Cheminformatics in action

It is important to note that there are examples of work that exemplify computational-experimental collaboration and the community response to disseminating the plethora of computational studies and their data. We highlight two of them, namely the COVID Moonshot [15] and the COVID-19 Molecular Structure and Therapeutics Hub [16]. The COVID Moonshot focuses on finding inhibitors of the Main protease (Mpro) of COVID-19, and involves 300 participants with a core group of 20 people. Importantly, the project has access to computational, synthetic and bioassay resources, coupled to a synchrotron that produces multiple structures each week. The project has been able to identify Mpro binders exhibiting nanomolar potencies. While the project employs well-known computational methodologies, the key element is that computational results are part of the design-make-test cycle. In other words, computation is not isolated. Nonetheless, the project makes use of key Open Source products such as Fragalysis (a cloud-based application to progress hits in fragment-based drug design projects) [17]. The Hub, on the other hand, is an example of a resource that aggregates data of various types that can be used for computational studies. This includes structure models, simulation related datasets (e.g., configuration files, trajectories). While this does not directly lead to tested small molecules, it represents an invaluable coordinated resource covering the wide variety of computational studies that are being published.

Given that rapid dissemination via preprints and resources such as the Hub are more appropriate for the immediate response required in the current setting, it is reasonable to ask how effective these resources are in covering the research landscape and driving COVID-19 research in the computational chemistry domain. Such an evaluation is probably better suited for a more in-depth study, but we note that efforts such as the COVID Moonshot and the Hub now involve contributions from at least 15 industrial and academic groups from across the world.

Conclusion

It is clear that the computational chemistry and cheminformatics community are actively engaged in COVID-19 research and the rapid appearance of computational research [18] on COVID-19 attests to the value of Open Data, Open Source and Open Science in general. However, given the scope of this journal, and the desire to encourage rigorous cheminformatics studies, we have decided not to create a thematic issue focused on COVID-19, and rather continue to focus on actionable cheminformatics, irrespective of any specific disease. And when computational hypotheses are presented, we continue to require experimental validation.
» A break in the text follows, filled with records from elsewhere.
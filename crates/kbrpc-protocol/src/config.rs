//! `keybase.1.config` — service status, configuration, and client
//! registration.

use std::sync::Arc;

use async_trait::async_trait;
use kbrpc::client::{call_typed, GenericClient};
use kbrpc::error::RpcError;
use kbrpc::protocol::Protocol;
use serde::{Deserialize, Serialize};

use crate::common::{Device, User};

wire_enum! {
    /// How the background service process was started.
    ForkType {
        None = 0 => "NONE",
        Auto = 1 => "AUTO",
        Watchdog = 2 => "WATCHDOG",
        Launchd = 3 => "LAUNCHD",
    }
}

impl Default for ForkType {
    fn default() -> Self {
        Self::None
    }
}

wire_enum! {
    /// Kind of client attached to the service.
    ClientType {
        None = 0 => "NONE",
        Cli = 1 => "CLI",
        Gui = 2 => "GUI",
        Kbfs = 3 => "KBFS",
    }
}

impl Default for ClientType {
    fn default() -> Self {
        Self::None
    }
}

#[derive(Debug, Clone, Default, PartialEq, Eq, Serialize, Deserialize)]
pub struct GetCurrentStatusRes {
    pub configured: bool,
    pub registered: bool,
    #[serde(rename = "loggedIn")]
    pub logged_in: bool,
    #[serde(default, skip_serializing_if = "Option::is_none")]
    pub user: Option<User>,
}

#[derive(Debug, Clone, Default, PartialEq, Eq, Serialize, Deserialize)]
pub struct SessionStatus {
    #[serde(rename = "SessionFor")]
    pub session_for: String,
    #[serde(rename = "Loaded")]
    pub loaded: bool,
    #[serde(rename = "Cleared")]
    pub cleared: bool,
    #[serde(rename = "SaltOnly")]
    pub salt_only: bool,
    #[serde(rename = "Expired")]
    pub expired: bool,
}

#[derive(Debug, Clone, Default, PartialEq, Eq, Serialize, Deserialize)]
pub struct ClientDetails {
    pub pid: i32,
    #[serde(rename = "clientType")]
    pub client_type: ClientType,
    pub argv: Vec<String>,
    pub desc: String,
    pub version: String,
}

#[derive(Debug, Clone, Default, PartialEq, Eq, Serialize, Deserialize)]
pub struct PlatformInfo {
    pub os: String,
    pub arch: String,
    #[serde(rename = "goVersion")]
    pub go_version: String,
}

#[derive(Debug, Clone, Default, PartialEq, Eq, Serialize, Deserialize)]
pub struct ExtendedStatus {
    pub standalone: bool,
    #[serde(rename = "passphraseStreamCached")]
    pub passphrase_stream_cached: bool,
    #[serde(default, skip_serializing_if = "Option::is_none")]
    pub device: Option<Device>,
    #[serde(rename = "logDir")]
    pub log_dir: String,
    #[serde(rename = "desktopUIConnected")]
    pub desktop_ui_connected: bool,
    #[serde(default, skip_serializing_if = "Option::is_none")]
    pub session: Option<SessionStatus>,
    #[serde(rename = "defaultUsername")]
    pub default_username: String,
    #[serde(rename = "provisionedUsernames")]
    pub provisioned_usernames: Vec<String>,
    #[serde(rename = "Clients")]
    pub clients: Vec<ClientDetails>,
    #[serde(rename = "platformInfo")]
    pub platform_info: PlatformInfo,
}

#[derive(Debug, Clone, Default, PartialEq, Eq, Serialize, Deserialize)]
pub struct Config {
    #[serde(rename = "serverURI")]
    pub server_uri: String,
    #[serde(rename = "socketFile")]
    pub socket_file: String,
    pub label: String,
    #[serde(rename = "runMode")]
    pub run_mode: String,
    #[serde(rename = "gpgExists")]
    pub gpg_exists: bool,
    #[serde(rename = "gpgPath")]
    pub gpg_path: String,
    pub version: String,
    pub path: String,
    #[serde(rename = "configPath")]
    pub config_path: String,
    #[serde(rename = "versionShort")]
    pub version_short: String,
    #[serde(rename = "versionFull")]
    pub version_full: String,
    #[serde(rename = "isAutoForked")]
    pub is_auto_forked: bool,
    #[serde(rename = "forkType")]
    pub fork_type: ForkType,
}

#[derive(Debug, Clone, Default, PartialEq, Eq, Serialize, Deserialize)]
pub struct GetCurrentStatusArg {
    #[serde(rename = "sessionID")]
    pub session_id: i32,
}

#[derive(Debug, Clone, Default, PartialEq, Eq, Serialize, Deserialize)]
pub struct GetExtendedStatusArg {
    #[serde(rename = "sessionID")]
    pub session_id: i32,
}

#[derive(Debug, Clone, Default, PartialEq, Eq, Serialize, Deserialize)]
pub struct GetConfigArg {
    #[serde(rename = "sessionID")]
    pub session_id: i32,
}

#[derive(Debug, Clone, Default, PartialEq, Eq, Serialize, Deserialize)]
pub struct SetUserConfigArg {
    #[serde(rename = "sessionID")]
    pub session_id: i32,
    pub username: String,
    pub key: String,
    pub value: String,
}

#[derive(Debug, Clone, Default, PartialEq, Eq, Serialize, Deserialize)]
pub struct SetPathArg {
    #[serde(rename = "sessionID")]
    pub session_id: i32,
    pub path: String,
}

#[derive(Debug, Clone, Default, PartialEq, Eq, Serialize, Deserialize)]
pub struct HelloIAmArg {
    pub details: ClientDetails,
}

/// Server-side handlers for the config service.
#[async_trait]
pub trait ConfigInterface: Send + Sync {
    async fn get_current_status(
        &self,
        arg: GetCurrentStatusArg,
    ) -> Result<GetCurrentStatusRes, RpcError>;
    async fn get_extended_status(
        &self,
        arg: GetExtendedStatusArg,
    ) -> Result<ExtendedStatus, RpcError>;
    async fn get_config(&self, arg: GetConfigArg) -> Result<Config, RpcError>;
    /// Change a per-user config value in the service's config file.
    async fn set_user_config(&self, arg: SetUserConfigArg) -> Result<(), RpcError>;
    async fn set_path(&self, arg: SetPathArg) -> Result<(), RpcError>;
    /// Announce client details to the service on connect.
    async fn hello_i_am(&self, arg: HelloIAmArg) -> Result<(), RpcError>;
}

/// Builds the config dispatch table over an interface implementation.
pub fn config_protocol(i: Arc<dyn ConfigInterface>) -> Protocol {
    Protocol::new("keybase.1.config")
        .method(
            "getCurrentStatus",
            dispatch!(i, get_current_status: GetCurrentStatusArg),
        )
        .method(
            "getExtendedStatus",
            dispatch!(i, get_extended_status: GetExtendedStatusArg),
        )
        .method("getConfig", dispatch!(i, get_config: GetConfigArg))
        .method("setUserConfig", dispatch!(i, set_user_config: SetUserConfigArg))
        .method("setPath", dispatch!(i, set_path: SetPathArg))
        .method("helloIAm", dispatch!(i, hello_i_am: HelloIAmArg))
}

/// Client stub for the config service.
pub struct ConfigClient<C> {
    pub cli: C,
}

impl<C: GenericClient> ConfigClient<C> {
    pub async fn get_current_status(
        &self,
        arg: GetCurrentStatusArg,
    ) -> Result<GetCurrentStatusRes, RpcError> {
        call_typed(&self.cli, "keybase.1.config.getCurrentStatus", &(arg,)).await
    }

    pub async fn get_extended_status(
        &self,
        arg: GetExtendedStatusArg,
    ) -> Result<ExtendedStatus, RpcError> {
        call_typed(&self.cli, "keybase.1.config.getExtendedStatus", &(arg,)).await
    }

    pub async fn get_config(&self, arg: GetConfigArg) -> Result<Config, RpcError> {
        call_typed(&self.cli, "keybase.1.config.getConfig", &(arg,)).await
    }

    pub async fn set_user_config(&self, arg: SetUserConfigArg) -> Result<(), RpcError> {
        call_typed(&self.cli, "keybase.1.config.setUserConfig", &(arg,)).await
    }

    pub async fn set_path(&self, arg: SetPathArg) -> Result<(), RpcError> {
        call_typed(&self.cli, "keybase.1.config.setPath", &(arg,)).await
    }

    pub async fn hello_i_am(&self, arg: HelloIAmArg) -> Result<(), RpcError> {
        call_typed(&self.cli, "keybase.1.config.helloIAm", &(arg,)).await
    }
}

#[cfg(test)]
mod tests {
    use super::*;

    fn map_keys(v: &rmpv::Value) -> Vec<String> {
        v.as_map()
            .unwrap()
            .iter()
            .map(|(k, _)| k.as_str().unwrap().to_owned())
            .collect()
    }

    #[test]
    fn session_status_keeps_pascal_case_tags() {
        let keys = map_keys(&rmpv::ext::to_value(SessionStatus::default()).unwrap());
        assert_eq!(
            keys,
            vec!["SessionFor", "Loaded", "Cleared", "SaltOnly", "Expired"]
        );
    }

    #[test]
    fn extended_status_omits_absent_optionals() {
        let keys = map_keys(&rmpv::ext::to_value(ExtendedStatus::default()).unwrap());
        assert!(!keys.contains(&"device".to_owned()));
        assert!(!keys.contains(&"session".to_owned()));
        assert!(keys.contains(&"Clients".to_owned()));
    }

    #[test]
    fn current_status_round_trips_with_user() {
        let status = GetCurrentStatusRes {
            configured: true,
            registered: true,
            logged_in: true,
            user: Some(User {
                uid: "19fe".into(),
                username: "alice".to_owned(),
            }),
        };
        let v = rmpv::ext::to_value(&status).unwrap();
        let back: GetCurrentStatusRes = rmpv::ext::from_value(v).unwrap();
        assert_eq!(back, status);
    }

    #[test]
    fn fork_type_values() {
        assert_eq!(ForkType::None.code(), 0);
        assert_eq!(ForkType::Watchdog.code(), 2);
        assert_eq!(ForkType::Launchd.code(), 3);
        assert_eq!(ForkType::Launchd.to_string(), "LAUNCHD");
    }
}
The above discussion might suggest that the only role of cheminformatics is to identify new therapeutic interventions. While this is a key and pressing role in the current pandemic, there are many other areas such as databases (e.g., ChEMBL [19], which underlies a number of virtual screening studies, the NCATS COVID-19 OpenData Portal [20] which rapidly disseminates in vitro screening data against multiple SARS-CoV-2 targets and the canSAR Coronavirus Discovery resource [21] which collates multiple molecular and clinical data types related to COVID-19), literature (e.g., CORD-19 [22] which has collated scholarly articles around SARS-CoV-2 and related coronaviruses to enable text mining research), protein features such as post-translational modifications, force fields, physicochemical properties and associated models that underly many of the approaches that one can use to identify new therapeutics. We would argue that these foundational areas are also critical to ensuring that when the need arises for computational methods to be applied to therapeutic development, they can do so on a solid foundation.

Thus, we hope that cheminformatics researchers will consider the role of chemical information, methods and standards in the context of anti-viral research, and look forward to such submissions. But given the urgency of the current situation, and the need to focus resources on actionable outcomes, we suggest that there are other platforms for the publication of lists of putative inhibitors of a SARS-CoV-2 enzyme. The journal will continue to focus on studies which advance cheminformatics and can be applied both in this pandemic and in the next one.